You're like, that's great. You strap it on, and you're like OK, now I've got my little Coke and I've got my little, like, three peanuts and my parachutes. And eventually, you're going to just start shifting in your seat because they give us so much room. And you're going to, man, this is really bulky and uncomfortable. And so you're going to recline, and that's not going to help much. And because you chose to fly the Greyhound of the skies, Allegiant. You're eventually going to realize this is not helping me out at all, and you're going to throw it off to the ground. And you're going to laugh at yourself for ever being so foolish to take something on that did nothing for the quality of the flight.

But then, I was told this, I was a freshman in high school when I heard this originally. They said imagine if it was different. Imagine if the flight attendant came by. She said, you know, hey, we have peanuts. We have Coke. We want you to have enjoyable flight. We also have parachutes if you'd like one. And you said, why would I want a parachute. And she said, well, we estimate somewhere during the flight the plane's going to go down. We're not exactly sure, but it's going to. We don't have enough fuel to get where we're supposed to go. So it's going to crash. And when the plane ditches, it'll be really convenient if you have a parachute on. We're all wearing them, and I would recommend you wear one as well. The nearest exit are, want me to do the safety briefing again?

You're like, I will take notes this time. I'm not going to have my iPhone out this time, I'm going to listen. And what I was told as a new follower of Jesus was this. When we talk to people about what it means to follow Christ, there are certainly blessings like peace and joy that God wants to give us. You're going to find those all over the Bible. Read Psalm 23. He's a good shepherd. He does want to prepare a table before you in the presence of your enemies and cause your head to be anointed with oil and your cup to overflow with wine. And yes, all those things are true because God is a good God. He's for you, not against you. He wants to prosper you and has plans for your life.

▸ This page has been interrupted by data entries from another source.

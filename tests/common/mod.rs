#![allow(dead_code)]

use std::collections::HashMap;

use axum::{
    Router,
    body::{Body, to_bytes},
    http::{HeaderMap, Request, StatusCode, header},
};
use serde_json::Value;
use tower::ServiceExt;

use gatekeep::app::{build_router, build_state};
use gatekeep::config::Config;

pub const ADMIN_EMAIL: &str = "root@example.com";
pub const ADMIN_PASSWORD: &str = "rootpassword";

pub async fn app() -> Router {
    app_with(&[]).await
}

/// Full router over in-memory stores. `overrides` win over the defaults.
pub async fn app_with(overrides: &[(&str, &str)]) -> Router {
    let mut vars: HashMap<String, String> = [
        ("JWT_SECRET_KEY", "integration-test-secret"),
        ("BOOTSTRAP_ADMIN_EMAIL", ADMIN_EMAIL),
        ("BOOTSTRAP_ADMIN_PASSWORD", ADMIN_PASSWORD),
    ]
    .into_iter()
    .map(|(k, v)| (k.to_string(), v.to_string()))
    .collect();
    for (k, v) in overrides {
        vars.insert(k.to_string(), v.to_string());
    }

    let config = Config::from_vars(|k| vars.get(k).cloned()).unwrap();
    let state = build_state(&config).await.unwrap();
    build_router(state, &config)
}

pub struct TestResponse {
    pub status: StatusCode,
    pub headers: HeaderMap,
    pub body: Value,
}

impl TestResponse {
    pub fn header(&self, name: &str) -> Option<&str> {
        self.headers.get(name).and_then(|v| v.to_str().ok())
    }

    pub fn error_code(&self) -> Option<&str> {
        self.body["error"]["code"].as_str()
    }
}

pub async fn send(app: &Router, req: Request<Body>) -> TestResponse {
    let res = app.clone().oneshot(req).await.unwrap();
    let status = res.status();
    let headers = res.headers().clone();
    let bytes = to_bytes(res.into_body(), usize::MAX).await.unwrap();
    let body = if bytes.is_empty() {
        Value::Null
    } else {
        serde_json::from_slice(&bytes).unwrap_or(Value::Null)
    };

    TestResponse {
        status,
        headers,
        body,
    }
}

pub fn get(uri: &str) -> Request<Body> {
    Request::get(uri).body(Body::empty()).unwrap()
}

pub fn get_with(uri: &str, headers: &[(&str, &str)]) -> Request<Body> {
    let mut builder = Request::get(uri);
    for (k, v) in headers {
        builder = builder.header(*k, *v);
    }
    builder.body(Body::empty()).unwrap()
}

pub fn get_authed(uri: &str, token: &str) -> Request<Body> {
    get_with(uri, &[("authorization", format!("Bearer {}", token).as_str())])
}

pub fn post_json(uri: &str, body: Value, token: Option<&str>) -> Request<Body> {
    let mut builder = Request::post(uri).header(header::CONTENT_TYPE, "application/json");
    if let Some(token) = token {
        builder = builder.header(header::AUTHORIZATION, format!("Bearer {}", token));
    }
    builder.body(Body::from(body.to_string())).unwrap()
}

/// Returns (access_token, refresh_token).
pub async fn login(app: &Router, email: &str, password: &str) -> (String, String) {
    let res = send(
        app,
        post_json(
            "/api/v1/auth/login",
            serde_json::json!({"email": email, "password": password}),
            None,
        ),
    )
    .await;
    assert_eq!(res.status, StatusCode::OK, "login failed: {}", res.body);

    let tokens = &res.body["data"]["tokens"];
    (
        tokens["access_token"].as_str().unwrap().to_string(),
        tokens["refresh_token"].as_str().unwrap().to_string(),
    )
}

/// Registers a fresh user (default grants) and logs in.
pub async fn register_and_login(app: &Router, email: &str) -> (String, String) {
    let res = send(
        app,
        post_json(
            "/api/v1/auth/register",
            serde_json::json!({
                "email": email,
                "password": "password123",
                "first_name": "Ada",
                "last_name": "Lovelace",
            }),
            None,
        ),
    )
    .await;
    assert_eq!(res.status, StatusCode::CREATED, "register failed: {}", res.body);

    login(app, email, "password123").await
}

But the reality is, that's not the ultimate reason Jesus came to this world. He came to this world was because we have a sin problem that leads to a death problem, and all of us are headed towards perishing. God so loved the world that He gave His only begotten son so that whoever believes in Him would not perish. Belief on one side, perishing on the other. The parachute is for the perishing. The reason for the Jesus thing in our lives is because we're dead on the inside headed to hell, and Jesus came to fix that problem. This plane of this life is going down. It's not if, it's when. We're all going to die and stand before Him. That's why Jesus died on your behalf on the cross.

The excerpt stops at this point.